TRY IT | If a line of the data below holds the string "HypoPgOracle", copy it.
(SOURCE MATERIAL Opens)
use crate::config::JobConfig;
use crate::oracle::{CostOracle, HypoPgOracle, OracleError};
use crate::workload::{WorkloadError, WorkloadParser};
use snafu::{ResultExt, Snafu};
use std::collections::BTreeMap;
use tracing::info;

pub mod candidates;
pub mod engine;
pub mod rebalance;
pub mod script;

pub use engine::{AdvisorError, EngineSettings, SelectionEngine, SelectionSummary, StopReason};

#[derive(Debug, Snafu)]
pub enum JobError {
    #[snafu(display("{}", source))]
    Oracle { source: OracleError },

    #[snafu(display("{}", source))]
    Workload { source: WorkloadError },

    #[snafu(display("{}", source))]
    Script { source: script::ScriptError },

    #[snafu(display("{}", source))]
    Selection { source: AdvisorError },
}

/// Runs one advise job end to end: connect, fetch the schema, parse the
/// workload against it, then iterate selection until a stop condition. The
/// action script is flushed per line, so a timeout mid-run still leaves a
/// valid prefix behind.
pub async fn run_job(job: &JobConfig) -> Result<SelectionSummary, JobError> {
    let mut oracle = HypoPgOracle::connect(job).await.context(OracleSnafu)?;
    let table_info = oracle.get_table_info().await.context(OracleSnafu)?;

    let schemas: BTreeMap<String, Vec<String>> = table_info
        .iter()
        .map(|t| (t.name.clone(), t.columns.clone()))
        .collect();
    let parsed = WorkloadParser::new(&schemas)
        .parse_log(&job.workload)
        .context(WorkloadSnafu)?;
    info!(
        "Parsed {} workload queries ({} unparseable, {} quiet sessions discarded)",
        parsed.queries.len(),
        parsed.parse_failures,
        parsed.discarded_sessions
    );

    let script = script::ActionScript::create(&job.output).context(ScriptSnafu)?;
    let mut engine = SelectionEngine::setup(
        oracle,
        script,
        job.engine_settings(),
        table_info,
        parsed.queries,
    )
    .await
    .context(SelectionSnafu)?;

    engine.run().await.context(SelectionSnafu)
}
(SOURCE MATERIAL Closes)
EXPECTED ANSWER |
use crate::oracle::{CostOracle, HypoPgOracle, OracleError};
    let mut oracle = HypoPgOracle::connect(job).await.context(OracleSnafu)?;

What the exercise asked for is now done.